The Midnight Supper (Le Réveillon), 1971, oil on canvas, 200 × 185 cm.

This canvas, The Children’s Room, is a strange picture. More accomplished still, perhaps, than the Réveillon (where the role of the chairs is played by bottles) or Menage (Housekeeping), more baroque with its bucket, its brush and its tin can. The Children’s Room is beyond a doubt a picture-landmark, as in former times, Thomas More, which permits measuring the distance already run: presentation freed from the habits of looking, lodged finally in a structure of space which is particular to it; a freer demolition of the metaphor; a representation more completely integrated into that which denies it.

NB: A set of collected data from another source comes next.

// SPDX-License-Identifier: Apache-2.0
// Copyright 2024-2026 Qbitel Inc.

//! Engine configuration model
//!
//! Algorithm, chaining mode, key size, data width and direction are
//! expressed as enums so that combinations the engine cannot run are not
//! representable. [`EngineConfig::control_bits`] and
//! [`EngineConfig::from_control`] are the only places where these types
//! meet the raw control-register encoding.

use crate::regs::{
    CR_ALGODIR, CR_ALGOMODE3, CR_ALGOMODE_AES_CBC, CR_ALGOMODE_AES_CCM, CR_ALGOMODE_AES_CTR,
    CR_ALGOMODE_AES_ECB, CR_ALGOMODE_AES_GCM, CR_ALGOMODE_AES_KEY, CR_ALGOMODE_DES_CBC,
    CR_ALGOMODE_DES_ECB, CR_ALGOMODE_MASK, CR_ALGOMODE_TDES_CBC, CR_ALGOMODE_TDES_ECB,
    CR_DATATYPE_16B, CR_DATATYPE_1B, CR_DATATYPE_32B, CR_DATATYPE_8B, CR_DATATYPE_MASK,
    CR_KEYSIZE_128, CR_KEYSIZE_192, CR_KEYSIZE_256, CR_KEYSIZE_MASK,
};
use cryp_common::constants::{AES_BLOCK_WORDS, DES_BLOCK_WORDS};

/// AES key size
#[derive(Debug, Clone, Copy, PartialEq, Eq, Hash)]
pub enum KeySize {
    /// 128-bit key (16 bytes)
    Aes128,
    /// 192-bit key (24 bytes)
    Aes192,
    /// 256-bit key (32 bytes)
    Aes256,
}

impl KeySize {
    /// Get key size in bytes
    #[must_use]
    pub const fn bytes(&self) -> usize {
        match self {
            Self::Aes128 => 16,
            Self::Aes192 => 24,
            Self::Aes256 => 32,
        }
    }

    /// Get register value for CR register
    #[must_use]
    pub const fn to_cr_bits(&self) -> u32 {
        match self {
            Self::Aes128 => CR_KEYSIZE_128,
            Self::Aes192 => CR_KEYSIZE_192,
            Self::Aes256 => CR_KEYSIZE_256,
        }
    }

    /// Decode the KEYSIZE field
    #[must_use]
    pub const fn from_cr_bits(cr: u32) -> Option<Self> {
        match cr & CR_KEYSIZE_MASK {
            CR_KEYSIZE_128 => Some(Self::Aes128),
            CR_KEYSIZE_192 => Some(Self::Aes192),
            CR_KEYSIZE_256 => Some(Self::Aes256),
            _ => None,
        }
    }
}

/// Chaining mode of the DES family
#[derive(Debug, Clone, Copy, PartialEq, Eq, Hash)]
pub enum Chaining {
    /// Electronic Codebook mode
    Ecb,
    /// Cipher Block Chaining mode
    Cbc,
}

/// AES operating mode
#[derive(Debug, Clone, Copy, PartialEq, Eq, Hash)]
pub enum AesMode {
    /// Electronic Codebook mode
    Ecb,
    /// Cipher Block Chaining mode
    Cbc,
    /// Counter mode
    Ctr,
    /// Galois/Counter Mode (authenticated encryption)
    Gcm,
    /// Counter with CBC-MAC (authenticated encryption)
    Ccm,
    /// Decryption key schedule preparation for ECB/CBC
    KeyPrep,
}

/// Algorithm family, mode and (for AES) key size
#[derive(Debug, Clone, Copy, PartialEq, Eq, Hash)]
pub enum Algorithm {
    /// Single DES
    Des(Chaining),
    /// Triple DES (EDE, three keys)
    Tdes(Chaining),
    /// AES
    Aes(AesMode, KeySize),
}

impl Algorithm {
    /// Check if this is an authenticated mode driven through phases
    #[must_use]
    pub const fn is_aead(&self) -> bool {
        matches!(self, Self::Aes(AesMode::Gcm | AesMode::Ccm, _))
    }

    /// Check if mode uses the IV registers
    #[must_use]
    pub const fn requires_iv(&self) -> bool {
        match self {
            Self::Des(c) | Self::Tdes(c) => matches!(c, Chaining::Cbc),
            Self::Aes(mode, _) => !matches!(mode, AesMode::Ecb | AesMode::KeyPrep),
        }
    }

    /// Block size in 32-bit words
    #[must_use]
    pub const fn block_words(&self) -> usize {
        match self {
            Self::Des(_) | Self::Tdes(_) => DES_BLOCK_WORDS,
            Self::Aes(..) => AES_BLOCK_WORDS,
        }
    }

    /// Block size in bytes
    #[must_use]
    pub const fn block_bytes(&self) -> usize {
        self.block_words() * 4
    }

    /// AES key size, if this is an AES mode
    #[must_use]
    pub const fn key_size(&self) -> Option<KeySize> {
        match self {
            Self::Aes(_, size) => Some(*size),
            _ => None,
        }
    }

    /// Get register value for CR register (ALGOMODE and KEYSIZE fields)
    #[must_use]
    pub const fn to_cr_bits(&self) -> u32 {
        match self {
            Self::Tdes(Chaining::Ecb) => CR_ALGOMODE_TDES_ECB,
            Self::Tdes(Chaining::Cbc) => CR_ALGOMODE_TDES_CBC,
            Self::Des(Chaining::Ecb) => CR_ALGOMODE_DES_ECB,
            Self::Des(Chaining::Cbc) => CR_ALGOMODE_DES_CBC,
            Self::Aes(mode, size) => {
                let mode = match mode {
                    AesMode::Ecb => CR_ALGOMODE_AES_ECB,
                    AesMode::Cbc => CR_ALGOMODE_AES_CBC,
                    AesMode::Ctr => CR_ALGOMODE_AES_CTR,
                    AesMode::KeyPrep => CR_ALGOMODE_AES_KEY,
                    AesMode::Gcm => CR_ALGOMODE_AES_GCM | CR_ALGOMODE3,
                    AesMode::Ccm => CR_ALGOMODE_AES_CCM | CR_ALGOMODE3,
                };
                mode | size.to_cr_bits()
            }
        }
    }

    /// Decode the ALGOMODE and KEYSIZE fields
    ///
    /// KEYSIZE is ignored for the DES family. Returns `None` for encodings
    /// the engine does not define.
    #[must_use]
    pub const fn from_cr_bits(cr: u32) -> Option<Self> {
        let mode = cr & CR_ALGOMODE_MASK;
        if cr & CR_ALGOMODE3 != 0 {
            let Some(size) = KeySize::from_cr_bits(cr) else {
                return None;
            };
            return match mode {
                CR_ALGOMODE_AES_GCM => Some(Self::Aes(AesMode::Gcm, size)),
                CR_ALGOMODE_AES_CCM => Some(Self::Aes(AesMode::Ccm, size)),
                _ => None,
            };
        }
        match mode {
            CR_ALGOMODE_TDES_ECB => Some(Self::Tdes(Chaining::Ecb)),
            CR_ALGOMODE_TDES_CBC => Some(Self::Tdes(Chaining::Cbc)),
            CR_ALGOMODE_DES_ECB => Some(Self::Des(Chaining::Ecb)),
            CR_ALGOMODE_DES_CBC => Some(Self::Des(Chaining::Cbc)),
            _ => {
                let Some(size) = KeySize::from_cr_bits(cr) else {
                    return None;
                };
                let aes = match mode {
                    CR_ALGOMODE_AES_ECB => AesMode::Ecb,
                    CR_ALGOMODE_AES_CBC => AesMode::Cbc,
                    CR_ALGOMODE_AES_CTR => AesMode::Ctr,
                    _ => AesMode::KeyPrep,
                };
                Some(Self::Aes(aes, size))
            }
        }
    }
}

/// Data element width, which selects the swap applied to each FIFO word
#[derive(Debug, Clone, Copy, PartialEq, Eq, Hash)]
pub enum DataType {
    /// 32-bit words, no swap
    Bits32,
    /// 16-bit half-words, half-word swap
    Bits16,
    /// Bytes, byte swap
    Bits8,
    /// Bit string, bit swap
    Bits1,
}

impl DataType {
    /// Get register value for CR register
    #[must_use]
    pub const fn to_cr_bits(&self) -> u32 {
        match self {
            Self::Bits32 => CR_DATATYPE_32B,
            Self::Bits16 => CR_DATATYPE_16B,
            Self::Bits8 => CR_DATATYPE_8B,
            Self::Bits1 => CR_DATATYPE_1B,
        }
    }

    /// Decode the DATATYPE field
    #[must_use]
    pub const fn from_cr_bits(cr: u32) -> Self {
        match cr & CR_DATATYPE_MASK {
            CR_DATATYPE_32B => Self::Bits32,
            CR_DATATYPE_16B => Self::Bits16,
            CR_DATATYPE_8B => Self::Bits8,
            _ => Self::Bits1,
        }
    }

    /// Swap applied between a FIFO word and the engine's internal word
    ///
    /// The swap is its own inverse.
    #[must_use]
    pub const fn swap(&self, word: u32) -> u32 {
        match self {
            Self::Bits32 => word,
            Self::Bits16 => word.rotate_left(16),
            Self::Bits8 => word.swap_bytes(),
            Self::Bits1 => word.reverse_bits(),
        }
    }

    /// Pack four message bytes into the FIFO word the engine expects
    #[must_use]
    pub const fn pack(&self, bytes: [u8; 4]) -> u32 {
        self.swap(u32::from_be_bytes(bytes))
    }

    /// Unpack a FIFO word back into four message bytes
    #[must_use]
    pub const fn unpack(&self, word: u32) -> [u8; 4] {
        self.swap(word).to_be_bytes()
    }
}

/// Cipher direction
#[derive(Debug, Clone, Copy, PartialEq, Eq, Hash)]
pub enum Direction {
    /// Encryption
    Encrypt,
    /// Decryption
    Decrypt,
}

/// Complete engine configuration
///
/// Key size lives inside [`Algorithm::Aes`], so a key size can only be
/// given where it means something.
#[derive(Debug, Clone, Copy, PartialEq, Eq, Hash)]
pub struct EngineConfig {
    /// Algorithm, mode and key size
    pub algorithm: Algorithm,
    /// Data element width
    pub data_type: DataType,
    /// Encrypt or decrypt
    pub direction: Direction,
}

impl EngineConfig {
    /// Reset configuration: TDES-ECB, 32-bit data, encrypt
    pub const DEFAULT: Self = Self {
        algorithm: Algorithm::Tdes(Chaining::Ecb),
        data_type: DataType::Bits32,
        direction: Direction::Encrypt,
    };

    /// Create a configuration
    #[must_use]
    pub const fn new(algorithm: Algorithm, data_type: DataType, direction: Direction) -> Self {
        Self {
            algorithm,
            data_type,
            direction,
        }
    }

    /// Configuration for the key preparation pass of the given key size
    #[must_use]
    pub const fn key_prep(size: KeySize, data_type: DataType) -> Self {
        Self::new(Algorithm::Aes(AesMode::KeyPrep, size), data_type, Direction::Decrypt)
    }

    /// Check if this is an authenticated mode
    #[must_use]
    pub const fn is_aead(&self) -> bool {
        self.algorithm.is_aead()
    }

    /// Check if this is the key preparation pass
    #[must_use]
    pub const fn is_key_prep(&self) -> bool {
        matches!(self.algorithm, Algorithm::Aes(AesMode::KeyPrep, _))
    }

    /// Check if a key preparation pass must precede this configuration
    ///
    /// Only AES ECB and CBC decryption need the inverse key schedule.
    #[must_use]
    pub const fn requires_key_prep(&self) -> bool {
        matches!(self.direction, Direction::Decrypt)
            && matches!(self.algorithm, Algorithm::Aes(AesMode::Ecb | AesMode::Cbc, _))
    }

    /// Encode into the CR configuration fields
    ///
    /// Phase, enable and flush bits are left clear.
    #[must_use]
    pub const fn control_bits(&self) -> u32 {
        let dir = match self.direction {
            Direction::Encrypt => 0,
            Direction::Decrypt => CR_ALGODIR,
        };
        self.algorithm.to_cr_bits() | self.data_type.to_cr_bits() | dir
    }

    /// Decode the CR configuration fields
    #[must_use]
    pub const fn from_control(cr: u32) -> Option<Self> {
        let Some(algorithm) = Algorithm::from_cr_bits(cr) else {
            return None;
        };
        let direction = if cr & CR_ALGODIR == 0 {
            Direction::Encrypt
        } else {
            Direction::Decrypt
        };
        Some(Self::new(algorithm, DataType::from_cr_bits(cr), direction))
    }
}

impl Default for EngineConfig {
    fn default() -> Self {
        Self::DEFAULT
    }
}

#[cfg(test)]
mod tests {
    use super::*;

    const ALL_ALGORITHMS: [Algorithm; 10] = [
        Algorithm::Des(Chaining::Ecb),
        Algorithm::Des(Chaining::Cbc),
        Algorithm::Tdes(Chaining::Ecb),
        Algorithm::Tdes(Chaining::Cbc),
        Algorithm::Aes(AesMode::Ecb, KeySize::Aes128),
        Algorithm::Aes(AesMode::Cbc, KeySize::Aes192),
        Algorithm::Aes(AesMode::Ctr, KeySize::Aes256),
        Algorithm::Aes(AesMode::Gcm, KeySize::Aes128),
        Algorithm::Aes(AesMode::Ccm, KeySize::Aes256),
        Algorithm::Aes(AesMode::KeyPrep, KeySize::Aes192),
    ];

    #[test]
    fn test_key_size_bytes() {
        assert_eq!(KeySize::Aes128.bytes(), 16);
        assert_eq!(KeySize::Aes192.bytes(), 24);
        assert_eq!(KeySize::Aes256.bytes(), 32);
    }

    #[test]
    fn test_control_word_decodes_back() {
        for algorithm in ALL_ALGORITHMS {
            for data_type in [DataType::Bits32, DataType::Bits16, DataType::Bits8, DataType::Bits1] {
                let cfg = EngineConfig::new(algorithm, data_type, Direction::Decrypt);
                assert_eq!(EngineConfig::from_control(cfg.control_bits()), Some(cfg));
            }
        }
    }

    #[test]
    fn test_des_ignores_key_size_bits() {
        let cr = Algorithm::Des(Chaining::Cbc).to_cr_bits() | CR_KEYSIZE_256;
        assert_eq!(Algorithm::from_cr_bits(cr), Some(Algorithm::Des(Chaining::Cbc)));
    }

    #[test]
    fn test_reserved_encodings_rejected() {
        // KEYSIZE = 0b11 is reserved
        assert_eq!(Algorithm::from_cr_bits(CR_ALGOMODE_AES_ECB | CR_KEYSIZE_MASK), None);
        // ALGOMODE3 with a mode other than GCM/CCM
        assert_eq!(Algorithm::from_cr_bits(CR_ALGOMODE3 | CR_ALGOMODE_AES_CTR), None);
    }

    #[test]
    fn test_default_is_tdes_ecb_encrypt() {
        assert_eq!(EngineConfig::default().control_bits(), 0);
    }

    #[test]
    fn test_key_prep_required_only_for_aes_ecb_cbc_decrypt() {
        let ecb = EngineConfig::new(
            Algorithm::Aes(AesMode::Ecb, KeySize::Aes128),
            DataType::Bits32,
            Direction::Decrypt,
        );
        assert!(ecb.requires_key_prep());
        let ctr = EngineConfig {
            algorithm: Algorithm::Aes(AesMode::Ctr, KeySize::Aes128),
            ..ecb
        };
        assert!(!ctr.requires_key_prep());
        let tdes = EngineConfig {
            algorithm: Algorithm::Tdes(Chaining::Cbc),
            ..ecb
        };
        assert!(!tdes.requires_key_prep());
        let enc = EngineConfig {
            direction: Direction::Encrypt,
            ..ecb
        };
        assert!(!enc.requires_key_prep());
    }

    #[test]
    fn test_swap_is_involution() {
        let w = 0x0123_4567;
        for dt in [DataType::Bits32, DataType::Bits16, DataType::Bits8, DataType::Bits1] {
            assert_eq!(dt.swap(dt.swap(w)), w);
        }
        assert_eq!(DataType::Bits8.pack([0x01, 0x23, 0x45, 0x67]), 0x6745_2301);
        assert_eq!(DataType::Bits16.swap(w), 0x4567_0123);
    }

    #[test]
    fn test_requires_iv() {
        assert!(!Algorithm::Aes(AesMode::Ecb, KeySize::Aes128).requires_iv());
        assert!(Algorithm::Aes(AesMode::Gcm, KeySize::Aes128).requires_iv());
        assert!(Algorithm::Des(Chaining::Cbc).requires_iv());
        assert!(!Algorithm::Tdes(Chaining::Ecb).requires_iv());
    }
}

Thus Dado has known how to break the antique enclosure which imprisons the painter and is, for that very reason, situated at the point of contemporary art. Beyond the deceiving evidence of his monsters and the seductions of his palette, this work –one of the most important of the present time– remains also one of the most difficult. A cruel presentation –teratology and cataclysms– but nevertheless serene because of the absence of the painting “I,” it seems that the reversed setting by Dado has taken as its precept the very one of Arthaud with respect to the theater of cruelty. He said, “Theater should equal life, not individual life, nor of that individual aspect of life in which CHARACTERS triumph, but a sort of liberated life, which sweeps away human individuality and in which man is nothing more than a reflection.”